From the Atlantis series , Vol. 3

The conclusion to the Atlantis trilogy.

Opening with an accident that completes the destruction of the veil that separates the spirit and mortal worlds, one-dimensional villain Narkazan gnashes his tusks and prepares to launch his attack against rival spirit forces that include immortal Promi and his family. Elsewhere, Promi frets: he still hasn’t declared his love to Atlanta. When news of Narkazan’s gathering forces reaches Promi and his family, he decides to travel to Atlantis to save the powerful, magical Starstone from Narkazan’s henchmen—and to confess his feelings to Atlanta—rather than stay and fight Narkazan in the spirit realm.
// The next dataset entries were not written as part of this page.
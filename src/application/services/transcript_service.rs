use std::sync::Arc;

use crate::application::ports::{
    RepositoryError, TranscriptRepository, TranscriptSource, TranscriptSourceError,
    UserVideoRepository,
};
use crate::domain::{TranscriptSegment, UserId, UserVideo, VideoId};

use super::normalizer::{EmptyTranscriptError, normalize_transcript};

const NO_TRANSCRIPT_MESSAGE: &str = "No transcript is available for this video";

/// What a caller always gets back from the transcript pipeline: a usable
/// shape whether or not a transcript could be produced.
#[derive(Debug, Clone)]
pub struct TranscriptOutcome {
    pub segments: Vec<TranscriptSegment>,
    pub user_video: Option<UserVideo>,
    pub error: bool,
    pub error_message: Option<String>,
}

impl TranscriptOutcome {
    fn available(segments: Vec<TranscriptSegment>, user_video: UserVideo) -> Self {
        Self {
            segments,
            user_video: Some(user_video),
            error: false,
            error_message: None,
        }
    }

    fn unavailable(message: impl Into<String>) -> Self {
        Self {
            segments: Vec::new(),
            user_video: None,
            error: true,
            error_message: Some(message.into()),
        }
    }
}

/// Cache-or-compute entry point for transcript segments.
///
/// Stored segments win; otherwise the external source is consulted, the
/// result normalized and persisted. Everything that can go wrong is
/// absorbed into a degraded [`TranscriptOutcome`] so callers never crash on
/// transcript unavailability.
pub struct TranscriptService<S>
where
    S: TranscriptSource,
{
    source: Arc<S>,
    transcripts: Arc<dyn TranscriptRepository>,
    user_videos: Arc<dyn UserVideoRepository>,
}

impl<S> TranscriptService<S>
where
    S: TranscriptSource,
{
    pub fn new(
        source: Arc<S>,
        transcripts: Arc<dyn TranscriptRepository>,
        user_videos: Arc<dyn UserVideoRepository>,
    ) -> Self {
        Self {
            source,
            transcripts,
            user_videos,
        }
    }

    pub async fn get_or_fetch(&self, video_id: &VideoId, user_id: UserId) -> TranscriptOutcome {
        match self.load_or_ingest(video_id, user_id).await {
            Ok(outcome) => outcome,
            Err(e) => {
                tracing::error!(video_id = %video_id, error = %e, "Transcript pipeline failed");
                TranscriptOutcome::unavailable(e.to_string())
            }
        }
    }

    async fn load_or_ingest(
        &self,
        video_id: &VideoId,
        user_id: UserId,
    ) -> Result<TranscriptOutcome, TranscriptError> {
        let mut stored = self.transcripts.get_segments(video_id).await?;
        if !stored.is_empty() {
            // Stored row order is not trusted.
            stored.sort_by(|a, b| a.start.cmp(&b.start));
            let user_video = self.user_videos.get_or_create(user_id, video_id).await?;
            tracing::debug!(
                video_id = %video_id,
                segments = stored.len(),
                "Transcript served from store"
            );
            return Ok(TranscriptOutcome::available(stored, user_video));
        }

        let entries = self.source.fetch(video_id).await?;
        if entries.is_empty() {
            // No viewing record for content that cannot be shown.
            tracing::info!(video_id = %video_id, "Provider returned no transcript");
            return Ok(TranscriptOutcome::unavailable(NO_TRANSCRIPT_MESSAGE));
        }

        let segments = normalize_transcript(&entries)?;
        self.transcripts
            .replace_segments(video_id, &segments)
            .await?;
        let user_video = self.user_videos.get_or_create(user_id, video_id).await?;
        tracing::info!(
            video_id = %video_id,
            segments = segments.len(),
            "Transcript ingested"
        );
        Ok(TranscriptOutcome::available(segments, user_video))
    }
}

#[derive(Debug, thiserror::Error)]
enum TranscriptError {
    #[error("transcript source: {0}")]
    Source(#[from] TranscriptSourceError),
    #[error("normalization: {0}")]
    Normalization(#[from] EmptyTranscriptError),
    #[error("repository: {0}")]
    Repository(#[from] RepositoryError),
}
mod chapters;
mod language;
mod normalizer;
mod quick_start_service;
mod summary_service;
mod timecode;
mod transcript_service;
mod video_service;

pub use chapters::is_chapter_start;
pub use language::{LanguageResolver, fold_stored_tag};
pub use normalizer::{EmptyTranscriptError, NO_TEXT_SENTINEL, normalize_transcript};
pub use quick_start_service::{
    MAX_PROMPT_TOKENS, QuickStartError, QuickStartService, truncate_to_token_budget,
};
pub use summary_service::SummaryService;
pub use timecode::{format_timecode, format_timecode_short};
pub use transcript_service::{TranscriptOutcome, TranscriptService};
pub use video_service::VideoService;
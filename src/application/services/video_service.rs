use std::sync::Arc;

use crate::application::ports::{RepositoryError, VideoMetadataProvider, VideoRepository};
use crate::domain::{Video, VideoId};

/// Resolves a video row for an external id, registering it on first sight.
pub struct VideoService<M>
where
    M: VideoMetadataProvider,
{
    metadata: Arc<M>,
    videos: Arc<dyn VideoRepository>,
}

impl<M> VideoService<M>
where
    M: VideoMetadataProvider,
{
    pub fn new(metadata: Arc<M>, videos: Arc<dyn VideoRepository>) -> Self {
        Self { metadata, videos }
    }

    /// Return the stored video, fetching and upserting metadata when the id
    /// is new. A failing metadata provider degrades to a placeholder row
    /// instead of surfacing the transport error.
    pub async fn get_or_register(&self, video_id: &VideoId) -> Result<Video, RepositoryError> {
        if let Some(existing) = self.videos.get(video_id).await? {
            return Ok(existing);
        }

        let video = match self.metadata.fetch(video_id).await {
            Ok(metadata) => Video {
                id: video_id.clone(),
                title: metadata.title,
                description: metadata.description,
                channel_title: metadata.channel_title,
                published_at: metadata.published_at,
                thumbnail_url: metadata.thumbnail_url,
            },
            Err(e) => {
                tracing::warn!(
                    video_id = %video_id,
                    error = %e,
                    "Metadata unavailable, storing placeholder"
                );
                Video::placeholder(video_id.clone())
            }
        };

        self.videos.upsert(&video).await
    }
}
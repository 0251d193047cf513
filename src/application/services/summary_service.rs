use std::sync::Arc;

use crate::application::ports::{Summarizer, SummarizerError, Summary};
use crate::domain::{TranscriptSegment, UserVideoId, Video};

use super::language::LanguageResolver;

/// Assembles summarization input from video metadata plus transcript text
/// and delegates to the external summarizer. No retries, no validation —
/// that belongs to the summarizer.
pub struct SummaryService<S>
where
    S: Summarizer,
{
    summarizer: Arc<S>,
    language: LanguageResolver,
}

impl<S> SummaryService<S>
where
    S: Summarizer,
{
    pub fn new(summarizer: Arc<S>, language: LanguageResolver) -> Self {
        Self {
            summarizer,
            language,
        }
    }

    pub async fn summarize(
        &self,
        video: &Video,
        segments: &[TranscriptSegment],
        user_video_id: Option<UserVideoId>,
    ) -> Result<Summary, SummarizerError> {
        let transcript = segments
            .iter()
            .map(|s| s.text.as_str())
            .collect::<Vec<_>>()
            .join(" ");
        let text = format!("{}\n{}\n{}", video.title, video.description, transcript);

        let language = self.language.resolve().await;
        self.summarizer
            .summarize(&text, language, &video.id, user_video_id)
            .await
    }
}
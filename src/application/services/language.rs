use std::sync::Arc;

use crate::application::ports::{CurrentUser, PreferenceRepository, RepositoryError};
use crate::domain::LanguageCode;

/// Resolves the acting user's preferred output language.
///
/// Used defensively everywhere a language is needed: no session, a storage
/// error, or an unsupported stored tag all collapse to English instead of
/// failing the surrounding request.
#[derive(Clone)]
pub struct LanguageResolver {
    current_user: Arc<dyn CurrentUser>,
    preferences: Arc<dyn PreferenceRepository>,
}

impl LanguageResolver {
    pub fn new(
        current_user: Arc<dyn CurrentUser>,
        preferences: Arc<dyn PreferenceRepository>,
    ) -> Self {
        Self {
            current_user,
            preferences,
        }
    }

    pub async fn resolve(&self) -> LanguageCode {
        let account = match self.current_user.current().await {
            Ok(account) => account,
            Err(e) => {
                tracing::debug!(error = %e, "No resolvable user, defaulting language");
                return LanguageCode::En;
            }
        };

        let stored = self.preferences.preferred_language(account.id).await;
        if let Err(e) = &stored {
            tracing::debug!(error = %e, "Language preference lookup failed, defaulting");
        }
        fold_stored_tag(stored)
    }
}

/// Fold a preference lookup outcome into a language, with an explicit
/// fallback branch instead of suppressed exceptions at call sites.
pub fn fold_stored_tag(stored: Result<Option<String>, RepositoryError>) -> LanguageCode {
    stored
        .ok()
        .flatten()
        .and_then(|tag| tag.parse::<LanguageCode>().ok())
        .unwrap_or(LanguageCode::En)
}
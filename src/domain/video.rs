use std::fmt;

use chrono::{DateTime, Utc};
use serde::{Deserialize, Serialize};

/// External identifier of a video, as assigned by the hosting provider.
#[derive(Debug, Clone, PartialEq, Eq, Hash, Serialize, Deserialize)]
#[serde(transparent)]
pub struct VideoId(String);

impl VideoId {
    pub fn new(id: impl Into<String>) -> Self {
        Self(id.into())
    }

    pub fn as_str(&self) -> &str {
        &self.0
    }
}

impl fmt::Display for VideoId {
    fn fmt(&self, f: &mut fmt::Formatter<'_>) -> fmt::Result {
        f.write_str(&self.0)
    }
}

/// Canonical video metadata, upserted by external id and never duplicated.
#[derive(Debug, Clone, PartialEq, Serialize, Deserialize)]
pub struct Video {
    pub id: VideoId,
    pub title: String,
    pub description: String,
    pub channel_title: String,
    pub published_at: Option<DateTime<Utc>>,
    pub thumbnail_url: Option<String>,
}

impl Video {
    /// Stand-in row used when the metadata provider is unavailable.
    pub fn placeholder(id: VideoId) -> Self {
        let title = format!("Video {}", id);
        Self {
            id,
            title,
            description: String::new(),
            channel_title: String::new(),
            published_at: None,
            thumbnail_url: None,
        }
    }
}
use std::collections::HashMap;

use async_trait::async_trait;
use tokio::sync::RwLock;

use crate::application::ports::{PreferenceRepository, RepositoryError};
use crate::domain::UserId;

/// Process-local language preference store.
#[derive(Default)]
pub struct InMemoryPreferenceRepository {
    languages: RwLock<HashMap<UserId, String>>,
}

impl InMemoryPreferenceRepository {
    pub fn new() -> Self {
        Self::default()
    }

    pub async fn set_language(&self, user_id: UserId, tag: impl Into<String>) {
        let mut languages = self.languages.write().await;
        languages.insert(user_id, tag.into());
    }
}

#[async_trait]
impl PreferenceRepository for InMemoryPreferenceRepository {
    async fn preferred_language(
        &self,
        user_id: UserId,
    ) -> Result<Option<String>, RepositoryError> {
        let languages = self.languages.read().await;
        Ok(languages.get(&user_id).cloned())
    }
}
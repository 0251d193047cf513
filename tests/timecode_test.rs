use simak::application::services::{format_timecode, format_timecode_short};

#[test]
fn given_zero_seconds_when_formatting_then_returns_midnight() {
    assert_eq!(format_timecode(0.0), "00:00:00");
}

#[test]
fn given_fractional_seconds_when_formatting_then_truncates() {
    assert_eq!(format_timecode(61.9), "00:01:01");
}

#[test]
fn given_hour_boundary_when_formatting_then_rolls_over() {
    assert_eq!(format_timecode(3600.0), "01:00:00");
    assert_eq!(format_timecode(3661.0), "01:01:01");
}

#[test]
fn given_duration_beyond_one_day_when_formatting_then_wraps_the_clock() {
    assert_eq!(format_timecode(86_400.0), "00:00:00");
    assert_eq!(format_timecode(90_000.0), "01:00:00");
}

#[test]
fn given_seconds_when_short_formatting_then_uses_minute_second_form() {
    assert_eq!(format_timecode_short(0.0), "0:00");
    assert_eq!(format_timecode_short(59.4), "0:59");
    assert_eq!(format_timecode_short(125.0), "2:05");
}

#[test]
fn given_over_an_hour_when_short_formatting_then_minutes_keep_counting() {
    assert_eq!(format_timecode_short(3725.0), "62:05");
}
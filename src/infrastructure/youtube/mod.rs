mod metadata_client;
mod transcript_client;

pub use metadata_client::YouTubeMetadataClient;
pub use transcript_client::TimedTextClient;
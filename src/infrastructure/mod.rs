pub mod llm;
pub mod observability;
pub mod persistence;
pub mod prompts;
pub mod usage;
pub mod youtube;
use async_trait::async_trait;
use chrono::{DateTime, Utc};

use crate::domain::VideoId;

/// Snapshot of a video's public metadata as reported by the provider.
#[derive(Debug, Clone)]
pub struct VideoMetadata {
    pub title: String,
    pub description: String,
    pub channel_title: String,
    pub published_at: Option<DateTime<Utc>>,
    pub thumbnail_url: Option<String>,
    pub tags: Vec<String>,
}

#[async_trait]
pub trait VideoMetadataProvider: Send + Sync {
    async fn fetch(&self, video_id: &VideoId) -> Result<VideoMetadata, MetadataError>;
}

#[derive(Debug, thiserror::Error)]
pub enum MetadataError {
    #[error("metadata request failed: {0}")]
    RequestFailed(String),
    #[error("video not found: {0}")]
    NotFound(String),
    #[error("invalid metadata payload: {0}")]
    InvalidResponse(String),
}
use serde::{Deserialize, Serialize};

/// A normalized, time-bounded slice of a transcript.
///
/// `start` and `end` are zero-padded `HH:mm:ss` clock strings measured from
/// the beginning of the video. Both come from monotonically non-decreasing
/// offsets, so `start <= end` lexically within a segment.
#[derive(Debug, Clone, PartialEq, Eq, Serialize, Deserialize)]
pub struct TranscriptSegment {
    pub start: String,
    pub end: String,
    pub text: String,
    pub is_chapter_start: bool,
}

/// One entry as delivered by an external transcript provider.
///
/// Providers routinely omit timing fields; both default to 0 seconds.
#[derive(Debug, Clone, PartialEq, Deserialize)]
pub struct RawTranscriptEntry {
    pub text: String,
    #[serde(default)]
    pub offset: f64,
    #[serde(default)]
    pub duration: f64,
}
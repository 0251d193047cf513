use std::collections::HashMap;

use async_trait::async_trait;
use tokio::sync::RwLock;

use crate::application::ports::{RepositoryError, VideoRepository};
use crate::domain::{Video, VideoId};

/// Process-local video store keyed by external id.
#[derive(Default)]
pub struct InMemoryVideoRepository {
    videos: RwLock<HashMap<VideoId, Video>>,
}

impl InMemoryVideoRepository {
    pub fn new() -> Self {
        Self::default()
    }
}

#[async_trait]
impl VideoRepository for InMemoryVideoRepository {
    async fn upsert(&self, video: &Video) -> Result<Video, RepositoryError> {
        let mut videos = self.videos.write().await;
        videos.insert(video.id.clone(), video.clone());
        Ok(video.clone())
    }

    async fn get(&self, id: &VideoId) -> Result<Option<Video>, RepositoryError> {
        let videos = self.videos.read().await;
        Ok(videos.get(id).cloned())
    }
}
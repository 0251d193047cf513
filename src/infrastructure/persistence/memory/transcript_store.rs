use std::collections::HashMap;

use async_trait::async_trait;
use tokio::sync::RwLock;

use crate::application::ports::{RepositoryError, TranscriptRepository};
use crate::domain::{TranscriptSegment, VideoId};

/// Process-local segment store. Replace semantics mirror a bulk
/// delete-and-insert keyed by video id, so repeated ingestion never leaves
/// duplicate rows.
#[derive(Default)]
pub struct InMemoryTranscriptRepository {
    segments: RwLock<HashMap<VideoId, Vec<TranscriptSegment>>>,
}

impl InMemoryTranscriptRepository {
    pub fn new() -> Self {
        Self::default()
    }
}

#[async_trait]
impl TranscriptRepository for InMemoryTranscriptRepository {
    async fn replace_segments(
        &self,
        video_id: &VideoId,
        segments: &[TranscriptSegment],
    ) -> Result<(), RepositoryError> {
        let mut stored = self.segments.write().await;
        stored.insert(video_id.clone(), segments.to_vec());
        Ok(())
    }

    async fn get_segments(
        &self,
        video_id: &VideoId,
    ) -> Result<Vec<TranscriptSegment>, RepositoryError> {
        let stored = self.segments.read().await;
        Ok(stored.get(video_id).cloned().unwrap_or_default())
    }
}
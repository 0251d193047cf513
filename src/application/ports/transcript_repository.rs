use async_trait::async_trait;

use crate::domain::{TranscriptSegment, VideoId};

use super::RepositoryError;

#[async_trait]
pub trait TranscriptRepository: Send + Sync {
    /// Replace all stored segments for the video in one shot. Re-ingesting
    /// the same video must not leave duplicate rows behind.
    async fn replace_segments(
        &self,
        video_id: &VideoId,
        segments: &[TranscriptSegment],
    ) -> Result<(), RepositoryError>;

    /// Read back stored segments. Row order is whatever the store returns;
    /// callers that need ordering sort by `start` themselves.
    async fn get_segments(
        &self,
        video_id: &VideoId,
    ) -> Result<Vec<TranscriptSegment>, RepositoryError>;
}
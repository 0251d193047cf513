use async_trait::async_trait;

use crate::domain::{RawTranscriptEntry, VideoId};

#[async_trait]
pub trait TranscriptSource: Send + Sync {
    /// Fetch the raw transcript for a video. An empty list is a valid
    /// answer meaning the video has no transcript.
    async fn fetch(
        &self,
        video_id: &VideoId,
    ) -> Result<Vec<RawTranscriptEntry>, TranscriptSourceError>;
}

#[derive(Debug, thiserror::Error)]
pub enum TranscriptSourceError {
    #[error("transcript request failed: {0}")]
    RequestFailed(String),
    #[error("invalid transcript payload: {0}")]
    InvalidResponse(String),
}
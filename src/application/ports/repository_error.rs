#[derive(Debug, thiserror::Error)]
pub enum RepositoryError {
    #[error("store unavailable: {0}")]
    Unavailable(String),
    #[error("query failed: {0}")]
    QueryFailed(String),
    #[error("not found: {0}")]
    NotFound(String),
    #[error("constraint violation: {0}")]
    ConstraintViolation(String),
}
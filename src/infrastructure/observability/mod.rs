mod init_tracing;

pub use init_tracing::init_tracing;
use async_trait::async_trait;
use serde::Deserialize;

/// Typed shape the structured-generation service must return.
#[derive(Debug, Clone, Deserialize)]
pub struct GeneratedQuestions {
    pub questions: Vec<String>,
}

#[async_trait]
pub trait QuestionGenerator: Send + Sync {
    async fn generate(&self, prompt: &str) -> Result<GeneratedQuestions, GenerationError>;

    /// Model and provider identity, recorded with every usage event.
    fn model(&self) -> &str;
    fn provider(&self) -> &str;
}

#[derive(Debug, thiserror::Error)]
pub enum GenerationError {
    #[error("generation request failed: {0}")]
    RequestFailed(String),
    #[error("rate limited")]
    RateLimited,
    #[error("invalid generation payload: {0}")]
    InvalidResponse(String),
}
use crate::domain::{RawTranscriptEntry, TranscriptSegment};

use super::chapters::is_chapter_start;
use super::timecode::{format_timecode, format_timecode_short};

/// Sentinel some transcript providers emit for entries with no usable text.
pub const NO_TEXT_SENTINEL: &str = "N/A";

#[derive(Debug, thiserror::Error)]
#[error("transcript has no entries")]
pub struct EmptyTranscriptError;

/// Convert raw provider entries into canonical segments, preserving order
/// and cardinality.
///
/// Sentinel entries get a generated placeholder naming their start offset;
/// the chapter flag is always computed from the provider's original text,
/// not the substituted placeholder. An empty input is a hard failure — the
/// direct caller decides what an absent transcript means.
pub fn normalize_transcript(
    entries: &[RawTranscriptEntry],
) -> Result<Vec<TranscriptSegment>, EmptyTranscriptError> {
    if entries.is_empty() {
        return Err(EmptyTranscriptError);
    }

    Ok(entries
        .iter()
        .enumerate()
        .map(|(index, entry)| {
            let start = entry.offset;
            let end = entry.offset + entry.duration;
            let text = if entry.text == NO_TEXT_SENTINEL {
                format!("Segment at {}", format_timecode_short(start))
            } else {
                entry.text.clone()
            };

            TranscriptSegment {
                start: format_timecode(start),
                end: format_timecode(end),
                is_chapter_start: is_chapter_start(&entry.text, index),
                text,
            }
        })
        .collect())
}
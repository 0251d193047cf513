use async_trait::async_trait;

use crate::domain::{Video, VideoId};

use super::RepositoryError;

#[async_trait]
pub trait VideoRepository: Send + Sync {
    /// Insert or update the row keyed by `video.id`, returning the stored
    /// state. Repeated upserts for the same id never create duplicates.
    async fn upsert(&self, video: &Video) -> Result<Video, RepositoryError>;

    async fn get(&self, id: &VideoId) -> Result<Option<Video>, RepositoryError>;
}
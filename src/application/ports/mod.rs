mod current_user;
mod preference_repository;
mod prompt_templates;
mod question_generator;
mod repository_error;
mod summarizer;
mod transcript_repository;
mod transcript_source;
mod usage_tracker;
mod user_video_repository;
mod video_metadata;
mod video_repository;

pub use current_user::{CurrentUser, CurrentUserError};
pub use preference_repository::PreferenceRepository;
pub use prompt_templates::PromptTemplates;
pub use question_generator::{GeneratedQuestions, GenerationError, QuestionGenerator};
pub use repository_error::RepositoryError;
pub use summarizer::{Summarizer, SummarizerError, Summary};
pub use transcript_repository::TranscriptRepository;
pub use transcript_source::{TranscriptSource, TranscriptSourceError};
pub use usage_tracker::{UsageRecord, UsageTracker, UsageTrackerError};
pub use user_video_repository::UserVideoRepository;
pub use video_metadata::{MetadataError, VideoMetadata, VideoMetadataProvider};
pub use video_repository::VideoRepository;
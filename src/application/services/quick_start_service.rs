use std::sync::Arc;
use std::time::Instant;

use crate::application::ports::{
    CurrentUser, GenerationError, PromptTemplates, QuestionGenerator, RepositoryError,
    UsageRecord, UsageTracker, UserVideoRepository,
};
use crate::domain::{TranscriptSegment, UserVideoId, VideoId};

use super::language::LanguageResolver;

/// Hard cap on whitespace-delimited tokens fed to the generator, bounding
/// LLM input cost.
pub const MAX_PROMPT_TOKENS: usize = 6000;

const OPERATION: &str = "quick_start_questions";

/// Derives quick-start questions from a transcript via structured
/// generation, with best-effort usage accounting and idempotent
/// persistence of the result.
pub struct QuickStartService<G>
where
    G: QuestionGenerator,
{
    generator: Arc<G>,
    templates: Arc<dyn PromptTemplates>,
    usage: Arc<dyn UsageTracker>,
    user_videos: Arc<dyn UserVideoRepository>,
    current_user: Arc<dyn CurrentUser>,
    language: LanguageResolver,
}

impl<G> QuickStartService<G>
where
    G: QuestionGenerator,
{
    pub fn new(
        generator: Arc<G>,
        templates: Arc<dyn PromptTemplates>,
        usage: Arc<dyn UsageTracker>,
        user_videos: Arc<dyn UserVideoRepository>,
        current_user: Arc<dyn CurrentUser>,
        language: LanguageResolver,
    ) -> Self {
        Self {
            generator,
            templates,
            usage,
            user_videos,
            current_user,
            language,
        }
    }

    /// Generate questions for a transcript. An empty list is a valid
    /// result, not an error.
    pub async fn generate(
        &self,
        segments: &[TranscriptSegment],
        video_title: Option<&str>,
        video_description: Option<&str>,
        user_video_id: Option<UserVideoId>,
        video_id: Option<&VideoId>,
    ) -> Result<Vec<String>, QuickStartError> {
        let language = self.language.resolve().await;
        let transcript = truncate_to_token_budget(segments, MAX_PROMPT_TOKENS);
        let prompt = build_prompt(
            &self.templates.quick_start(language),
            video_title,
            video_description,
            &transcript,
        );

        let started = Instant::now();
        let generated = self.generator.generate(&prompt).await?;
        let request_duration_ms = started.elapsed().as_millis() as u64;
        tracing::debug!(
            questions = generated.questions.len(),
            request_duration_ms,
            "Quick-start generation finished"
        );

        self.record_usage(video_id, user_video_id, request_duration_ms)
            .await;

        if let Some(id) = user_video_id {
            if !generated.questions.is_empty() {
                self.user_videos
                    .save_questions(id, &generated.questions)
                    .await?;
            }
        }

        Ok(generated.questions)
    }

    /// Accounting runs after the questions are already in hand; a failing
    /// sink is logged and discarded, never surfaced.
    async fn record_usage(
        &self,
        video_id: Option<&VideoId>,
        user_video_id: Option<UserVideoId>,
        request_duration_ms: u64,
    ) {
        let user_id = self
            .current_user
            .current()
            .await
            .ok()
            .map(|account| account.id);

        let record = UsageRecord {
            user_id,
            model: self.generator.model().to_string(),
            provider: self.generator.provider().to_string(),
            operation: OPERATION.to_string(),
            video_id: video_id.cloned(),
            user_video_id,
            request_duration_ms,
        };

        if let Err(e) = self.usage.record(record).await {
            tracing::warn!(error = %e, "Usage tracking failed");
        }
    }
}

/// Join segment texts with single spaces and cap the result at `budget`
/// whitespace-delimited tokens.
pub fn truncate_to_token_budget(segments: &[TranscriptSegment], budget: usize) -> String {
    let joined = segments
        .iter()
        .map(|s| s.text.as_str())
        .collect::<Vec<_>>()
        .join(" ");
    let tokens: Vec<&str> = joined.split_whitespace().collect();
    let kept = tokens.len().min(budget);
    tokens[..kept].join(" ")
}

fn build_prompt(
    instructions: &str,
    video_title: Option<&str>,
    video_description: Option<&str>,
    transcript: &str,
) -> String {
    let mut prompt = instructions.to_string();

    if let Some(title) = video_title {
        prompt.push_str("\nVideo title: ");
        prompt.push_str(title);
    }
    if let Some(description) = video_description {
        prompt.push_str("\nVideo description: ");
        prompt.push_str(description);
    }

    prompt.push_str("\n\nTranscript:\n\"\"\"\n");
    prompt.push_str(transcript);
    prompt.push_str("\n\"\"\"");
    prompt
}

#[derive(Debug, thiserror::Error)]
pub enum QuickStartError {
    #[error("generation: {0}")]
    Generation(#[from] GenerationError),
    #[error("repository: {0}")]
    Repository(#[from] RepositoryError),
}
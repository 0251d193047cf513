use uuid::Uuid;

#[derive(Debug, Clone, Copy, PartialEq, Eq, Hash)]
pub struct UserId(Uuid);

impl UserId {
    pub fn new() -> Self {
        Self(Uuid::new_v4())
    }

    pub fn from_uuid(uuid: Uuid) -> Self {
        Self(uuid)
    }

    pub fn as_uuid(&self) -> Uuid {
        self.0
    }
}

impl Default for UserId {
    fn default() -> Self {
        Self::new()
    }
}

/// The identity of the user acting on the current request.
#[derive(Debug, Clone)]
pub struct UserAccount {
    pub id: UserId,
}

impl UserAccount {
    pub fn new(id: UserId) -> Self {
        Self { id }
    }
}
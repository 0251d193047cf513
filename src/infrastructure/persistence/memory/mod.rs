mod preference_store;
mod transcript_store;
mod user_video_store;
mod video_store;

pub use preference_store::InMemoryPreferenceRepository;
pub use transcript_store::InMemoryTranscriptRepository;
pub use user_video_store::InMemoryUserVideoRepository;
pub use video_store::InMemoryVideoRepository;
Meanwhile on Atlantis, Narkazan unleashes a giant toadlike creature that will eventually consume all creatures on Earth. Expository dialogue refreshes readers’ memories of the events that lead up to this final chapter, and overwrought, cliché-ridden prose carries it along. Since Atlantis’ eventual outcome is foregone, the suspense lies not so much in the battle between good and evil but rather in how immortal Promi will resolve his love for the mortal Atlanta. Human characters are largely described by hair and eye color, leaving readers to infer that they are white.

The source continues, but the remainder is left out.